Stored items:
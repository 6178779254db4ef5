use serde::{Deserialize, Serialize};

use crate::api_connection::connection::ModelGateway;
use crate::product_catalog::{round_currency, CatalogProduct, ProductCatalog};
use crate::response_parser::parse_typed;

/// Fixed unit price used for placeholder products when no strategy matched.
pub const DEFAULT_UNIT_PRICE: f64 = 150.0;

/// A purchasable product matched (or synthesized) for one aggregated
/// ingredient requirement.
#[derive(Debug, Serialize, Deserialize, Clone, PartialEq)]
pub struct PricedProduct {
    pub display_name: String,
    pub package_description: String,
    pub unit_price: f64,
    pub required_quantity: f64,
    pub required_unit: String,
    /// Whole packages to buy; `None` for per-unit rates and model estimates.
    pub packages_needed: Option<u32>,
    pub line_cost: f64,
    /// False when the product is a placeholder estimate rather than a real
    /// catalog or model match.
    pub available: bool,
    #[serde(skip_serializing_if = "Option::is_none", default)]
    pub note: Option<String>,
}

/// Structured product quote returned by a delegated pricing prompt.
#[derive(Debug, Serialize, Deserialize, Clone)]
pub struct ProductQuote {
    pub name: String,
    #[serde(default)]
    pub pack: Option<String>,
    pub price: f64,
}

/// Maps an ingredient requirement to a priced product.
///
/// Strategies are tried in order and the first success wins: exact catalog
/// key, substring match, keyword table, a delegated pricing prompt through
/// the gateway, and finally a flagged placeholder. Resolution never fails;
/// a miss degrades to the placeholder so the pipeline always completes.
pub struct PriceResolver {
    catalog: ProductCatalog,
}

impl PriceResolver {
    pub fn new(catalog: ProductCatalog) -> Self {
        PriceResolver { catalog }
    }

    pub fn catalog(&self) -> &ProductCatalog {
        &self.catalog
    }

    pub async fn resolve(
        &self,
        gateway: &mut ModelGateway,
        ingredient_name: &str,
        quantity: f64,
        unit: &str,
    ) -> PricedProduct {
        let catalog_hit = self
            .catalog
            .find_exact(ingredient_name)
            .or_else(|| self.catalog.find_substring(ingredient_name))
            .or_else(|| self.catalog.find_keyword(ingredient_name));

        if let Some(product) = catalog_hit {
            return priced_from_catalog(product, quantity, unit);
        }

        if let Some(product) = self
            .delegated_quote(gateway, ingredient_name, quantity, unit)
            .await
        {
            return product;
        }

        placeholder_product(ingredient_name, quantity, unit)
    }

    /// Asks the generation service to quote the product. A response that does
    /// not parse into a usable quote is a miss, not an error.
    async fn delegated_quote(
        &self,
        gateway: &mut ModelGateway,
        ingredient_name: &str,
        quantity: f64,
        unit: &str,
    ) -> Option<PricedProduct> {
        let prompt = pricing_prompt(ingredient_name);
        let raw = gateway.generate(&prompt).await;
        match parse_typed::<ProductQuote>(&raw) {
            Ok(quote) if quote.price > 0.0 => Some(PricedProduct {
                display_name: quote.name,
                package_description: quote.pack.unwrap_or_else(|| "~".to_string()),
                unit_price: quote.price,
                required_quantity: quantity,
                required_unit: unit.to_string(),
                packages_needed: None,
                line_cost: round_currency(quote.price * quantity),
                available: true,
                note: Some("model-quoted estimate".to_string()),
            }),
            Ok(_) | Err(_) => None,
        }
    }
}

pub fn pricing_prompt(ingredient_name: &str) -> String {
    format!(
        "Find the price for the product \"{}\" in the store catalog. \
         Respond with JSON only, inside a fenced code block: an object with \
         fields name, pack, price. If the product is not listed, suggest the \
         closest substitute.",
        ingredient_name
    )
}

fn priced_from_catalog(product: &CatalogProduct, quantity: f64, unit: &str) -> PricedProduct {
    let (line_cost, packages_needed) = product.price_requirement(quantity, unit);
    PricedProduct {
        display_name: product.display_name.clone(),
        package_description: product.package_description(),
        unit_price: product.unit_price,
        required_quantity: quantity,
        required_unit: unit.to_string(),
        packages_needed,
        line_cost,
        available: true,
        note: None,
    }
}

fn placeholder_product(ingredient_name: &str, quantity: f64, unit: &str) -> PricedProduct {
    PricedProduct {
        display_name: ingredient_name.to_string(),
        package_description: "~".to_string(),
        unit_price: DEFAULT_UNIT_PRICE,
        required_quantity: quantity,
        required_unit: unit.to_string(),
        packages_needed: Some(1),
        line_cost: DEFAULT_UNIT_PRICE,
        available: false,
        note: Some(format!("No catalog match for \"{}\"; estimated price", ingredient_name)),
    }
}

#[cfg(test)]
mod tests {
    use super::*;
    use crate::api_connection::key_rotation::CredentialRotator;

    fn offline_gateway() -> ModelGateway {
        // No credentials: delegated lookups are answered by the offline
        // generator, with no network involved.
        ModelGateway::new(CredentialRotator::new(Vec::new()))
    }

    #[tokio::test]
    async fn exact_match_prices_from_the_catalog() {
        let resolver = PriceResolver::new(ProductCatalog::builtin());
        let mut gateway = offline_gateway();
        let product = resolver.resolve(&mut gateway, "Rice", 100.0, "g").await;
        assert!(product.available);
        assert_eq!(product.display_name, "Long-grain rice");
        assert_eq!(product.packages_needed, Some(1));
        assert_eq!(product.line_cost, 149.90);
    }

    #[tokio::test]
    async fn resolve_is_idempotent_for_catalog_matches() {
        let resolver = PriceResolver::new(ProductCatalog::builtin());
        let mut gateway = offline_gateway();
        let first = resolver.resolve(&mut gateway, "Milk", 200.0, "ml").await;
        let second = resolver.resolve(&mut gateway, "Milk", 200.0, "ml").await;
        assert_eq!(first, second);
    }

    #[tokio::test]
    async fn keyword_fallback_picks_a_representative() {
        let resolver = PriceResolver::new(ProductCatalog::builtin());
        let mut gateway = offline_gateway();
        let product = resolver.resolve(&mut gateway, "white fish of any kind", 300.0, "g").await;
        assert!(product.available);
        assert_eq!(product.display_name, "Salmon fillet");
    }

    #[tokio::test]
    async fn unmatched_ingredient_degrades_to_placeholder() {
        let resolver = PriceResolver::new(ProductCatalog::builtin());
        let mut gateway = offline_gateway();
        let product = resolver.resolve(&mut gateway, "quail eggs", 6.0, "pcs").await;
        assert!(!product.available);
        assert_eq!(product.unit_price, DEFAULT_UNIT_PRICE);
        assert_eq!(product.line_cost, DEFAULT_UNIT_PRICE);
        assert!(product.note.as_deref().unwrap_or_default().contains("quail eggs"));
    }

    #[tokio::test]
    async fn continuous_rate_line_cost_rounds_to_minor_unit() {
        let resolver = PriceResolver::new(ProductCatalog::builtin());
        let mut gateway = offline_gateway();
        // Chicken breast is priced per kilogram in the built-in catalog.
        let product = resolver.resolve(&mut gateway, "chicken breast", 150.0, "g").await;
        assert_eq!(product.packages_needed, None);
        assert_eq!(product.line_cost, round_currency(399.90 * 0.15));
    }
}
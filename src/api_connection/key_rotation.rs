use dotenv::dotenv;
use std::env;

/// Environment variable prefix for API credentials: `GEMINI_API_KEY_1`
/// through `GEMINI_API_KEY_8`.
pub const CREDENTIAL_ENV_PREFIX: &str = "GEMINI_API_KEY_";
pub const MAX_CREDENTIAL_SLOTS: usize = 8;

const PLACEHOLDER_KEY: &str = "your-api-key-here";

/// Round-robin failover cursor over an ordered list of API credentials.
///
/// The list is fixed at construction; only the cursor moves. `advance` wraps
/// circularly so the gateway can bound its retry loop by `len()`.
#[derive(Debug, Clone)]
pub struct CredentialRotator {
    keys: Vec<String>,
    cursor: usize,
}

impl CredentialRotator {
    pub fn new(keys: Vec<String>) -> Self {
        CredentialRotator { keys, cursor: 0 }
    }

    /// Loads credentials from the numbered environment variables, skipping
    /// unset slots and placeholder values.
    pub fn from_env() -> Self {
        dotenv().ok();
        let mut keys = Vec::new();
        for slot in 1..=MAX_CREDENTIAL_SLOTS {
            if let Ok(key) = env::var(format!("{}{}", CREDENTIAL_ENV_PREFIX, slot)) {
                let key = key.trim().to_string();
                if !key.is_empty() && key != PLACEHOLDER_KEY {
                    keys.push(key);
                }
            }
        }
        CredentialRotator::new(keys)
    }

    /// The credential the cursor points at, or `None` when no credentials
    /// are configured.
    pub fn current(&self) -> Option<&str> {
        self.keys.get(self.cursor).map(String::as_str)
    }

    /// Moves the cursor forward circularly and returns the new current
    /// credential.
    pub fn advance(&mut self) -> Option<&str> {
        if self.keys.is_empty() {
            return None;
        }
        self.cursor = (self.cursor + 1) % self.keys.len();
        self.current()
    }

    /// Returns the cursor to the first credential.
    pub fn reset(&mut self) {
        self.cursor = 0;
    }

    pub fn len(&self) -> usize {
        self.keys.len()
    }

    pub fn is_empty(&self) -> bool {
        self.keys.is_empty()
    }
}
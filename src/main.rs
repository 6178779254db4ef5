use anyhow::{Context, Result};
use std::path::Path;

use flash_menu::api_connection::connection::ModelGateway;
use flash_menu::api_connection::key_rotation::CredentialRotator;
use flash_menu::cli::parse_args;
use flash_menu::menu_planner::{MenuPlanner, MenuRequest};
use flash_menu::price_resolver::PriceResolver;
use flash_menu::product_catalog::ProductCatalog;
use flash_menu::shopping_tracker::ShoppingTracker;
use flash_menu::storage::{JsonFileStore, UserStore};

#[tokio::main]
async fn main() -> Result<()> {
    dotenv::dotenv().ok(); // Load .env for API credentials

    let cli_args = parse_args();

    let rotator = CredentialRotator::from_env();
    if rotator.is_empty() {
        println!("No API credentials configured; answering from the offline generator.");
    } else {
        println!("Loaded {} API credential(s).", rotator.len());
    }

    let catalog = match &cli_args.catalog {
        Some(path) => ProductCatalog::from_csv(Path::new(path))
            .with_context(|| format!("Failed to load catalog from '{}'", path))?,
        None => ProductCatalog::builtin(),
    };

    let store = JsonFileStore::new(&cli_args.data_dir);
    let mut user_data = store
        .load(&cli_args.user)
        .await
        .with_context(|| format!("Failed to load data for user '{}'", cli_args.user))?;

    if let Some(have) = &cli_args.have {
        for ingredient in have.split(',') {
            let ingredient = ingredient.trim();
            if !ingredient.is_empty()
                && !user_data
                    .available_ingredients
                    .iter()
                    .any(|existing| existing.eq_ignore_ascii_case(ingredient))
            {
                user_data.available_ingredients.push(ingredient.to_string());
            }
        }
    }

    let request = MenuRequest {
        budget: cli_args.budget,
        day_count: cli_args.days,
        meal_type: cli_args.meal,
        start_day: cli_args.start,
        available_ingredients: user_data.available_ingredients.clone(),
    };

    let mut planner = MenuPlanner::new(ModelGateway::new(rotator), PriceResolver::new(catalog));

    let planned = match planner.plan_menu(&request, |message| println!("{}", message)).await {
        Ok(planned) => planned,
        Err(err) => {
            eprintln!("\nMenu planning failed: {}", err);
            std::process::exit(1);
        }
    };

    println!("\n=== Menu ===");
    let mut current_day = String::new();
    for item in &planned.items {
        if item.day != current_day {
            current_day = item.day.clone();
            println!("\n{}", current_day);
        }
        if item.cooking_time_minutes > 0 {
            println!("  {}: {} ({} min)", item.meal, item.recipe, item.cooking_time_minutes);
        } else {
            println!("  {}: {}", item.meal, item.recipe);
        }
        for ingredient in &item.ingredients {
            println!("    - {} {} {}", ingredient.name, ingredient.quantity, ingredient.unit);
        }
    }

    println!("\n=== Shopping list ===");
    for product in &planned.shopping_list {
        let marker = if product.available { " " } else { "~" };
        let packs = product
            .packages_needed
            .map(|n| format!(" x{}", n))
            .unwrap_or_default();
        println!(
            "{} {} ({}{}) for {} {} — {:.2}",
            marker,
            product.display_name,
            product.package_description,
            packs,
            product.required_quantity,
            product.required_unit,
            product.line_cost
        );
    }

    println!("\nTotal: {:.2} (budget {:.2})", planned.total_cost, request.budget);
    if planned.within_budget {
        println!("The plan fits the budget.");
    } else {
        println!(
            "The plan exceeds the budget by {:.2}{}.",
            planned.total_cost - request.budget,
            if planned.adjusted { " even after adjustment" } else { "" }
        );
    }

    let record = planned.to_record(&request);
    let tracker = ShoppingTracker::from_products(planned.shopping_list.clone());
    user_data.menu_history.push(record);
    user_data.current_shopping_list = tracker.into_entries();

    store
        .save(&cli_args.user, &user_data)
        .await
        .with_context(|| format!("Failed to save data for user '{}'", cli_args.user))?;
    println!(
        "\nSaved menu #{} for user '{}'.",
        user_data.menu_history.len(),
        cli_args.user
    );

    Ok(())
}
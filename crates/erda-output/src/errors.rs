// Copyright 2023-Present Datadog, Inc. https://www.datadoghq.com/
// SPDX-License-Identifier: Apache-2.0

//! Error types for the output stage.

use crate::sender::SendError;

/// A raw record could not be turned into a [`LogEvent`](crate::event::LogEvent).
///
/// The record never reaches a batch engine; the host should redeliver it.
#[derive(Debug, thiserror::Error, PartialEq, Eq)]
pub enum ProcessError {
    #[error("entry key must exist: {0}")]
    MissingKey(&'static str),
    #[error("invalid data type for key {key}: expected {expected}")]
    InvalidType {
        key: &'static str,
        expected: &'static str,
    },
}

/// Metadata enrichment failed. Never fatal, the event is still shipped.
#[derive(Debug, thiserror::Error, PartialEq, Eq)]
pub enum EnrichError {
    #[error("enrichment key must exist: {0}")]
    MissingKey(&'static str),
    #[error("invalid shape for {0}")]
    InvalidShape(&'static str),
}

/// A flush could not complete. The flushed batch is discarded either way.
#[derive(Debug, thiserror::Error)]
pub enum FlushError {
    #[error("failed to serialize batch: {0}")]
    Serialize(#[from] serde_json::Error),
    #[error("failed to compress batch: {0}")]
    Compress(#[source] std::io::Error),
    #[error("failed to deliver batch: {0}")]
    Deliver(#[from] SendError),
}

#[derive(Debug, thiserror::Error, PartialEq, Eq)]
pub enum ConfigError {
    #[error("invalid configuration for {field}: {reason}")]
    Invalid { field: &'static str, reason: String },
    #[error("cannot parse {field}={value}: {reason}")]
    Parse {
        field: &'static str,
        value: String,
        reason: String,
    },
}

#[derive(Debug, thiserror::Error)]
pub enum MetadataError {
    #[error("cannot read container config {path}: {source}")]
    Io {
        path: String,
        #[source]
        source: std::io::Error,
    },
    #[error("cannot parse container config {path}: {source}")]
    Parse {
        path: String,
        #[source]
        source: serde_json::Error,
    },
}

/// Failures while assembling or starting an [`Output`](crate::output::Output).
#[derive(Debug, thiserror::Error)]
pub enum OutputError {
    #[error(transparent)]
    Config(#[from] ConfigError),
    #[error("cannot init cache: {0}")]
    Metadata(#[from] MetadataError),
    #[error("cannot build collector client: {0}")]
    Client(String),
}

Problem to solve
Nothing should be returned except the lines from the first line of the data above through the line with "pub fn catalog(&self)", each one exact.

Answer box
repository 6178779254db4ef5
use serde::{Deserialize, Serialize};

use crate::api_connection::connection::ModelGateway;
use crate::product_catalog::{round_currency, CatalogProduct, ProductCatalog};
use crate::response_parser::parse_typed;

/// Fixed unit price used for placeholder products when no strategy matched.
pub const DEFAULT_UNIT_PRICE: f64 = 150.0;

/// A purchasable product matched (or synthesized) for one aggregated
/// ingredient requirement.
#[derive(Debug, Serialize, Deserialize, Clone, PartialEq)]
pub struct PricedProduct {
    pub display_name: String,
    pub package_description: String,
    pub unit_price: f64,
    pub required_quantity: f64,
    pub required_unit: String,
    /// Whole packages to buy; `None` for per-unit rates and model estimates.
    pub packages_needed: Option<u32>,
    pub line_cost: f64,
    /// False when the product is a placeholder estimate rather than a real
    /// catalog or model match.
    pub available: bool,
    #[serde(skip_serializing_if = "Option::is_none", default)]
    pub note: Option<String>,
}

/// Structured product quote returned by a delegated pricing prompt.
#[derive(Debug, Serialize, Deserialize, Clone)]
pub struct ProductQuote {
    pub name: String,
    #[serde(default)]
    pub pack: Option<String>,
    pub price: f64,
}

/// Maps an ingredient requirement to a priced product.
///
/// Strategies are tried in order and the first success wins: exact catalog
/// key, substring match, keyword table, a delegated pricing prompt through
/// the gateway, and finally a flagged placeholder. Resolution never fails;
/// a miss degrades to the placeholder so the pipeline always completes.
pub struct PriceResolver {
    catalog: ProductCatalog,
}

impl PriceResolver {
    pub fn new(catalog: ProductCatalog) -> Self {
        PriceResolver { catalog }
    }

    pub fn catalog(&self) -> &ProductCatalog {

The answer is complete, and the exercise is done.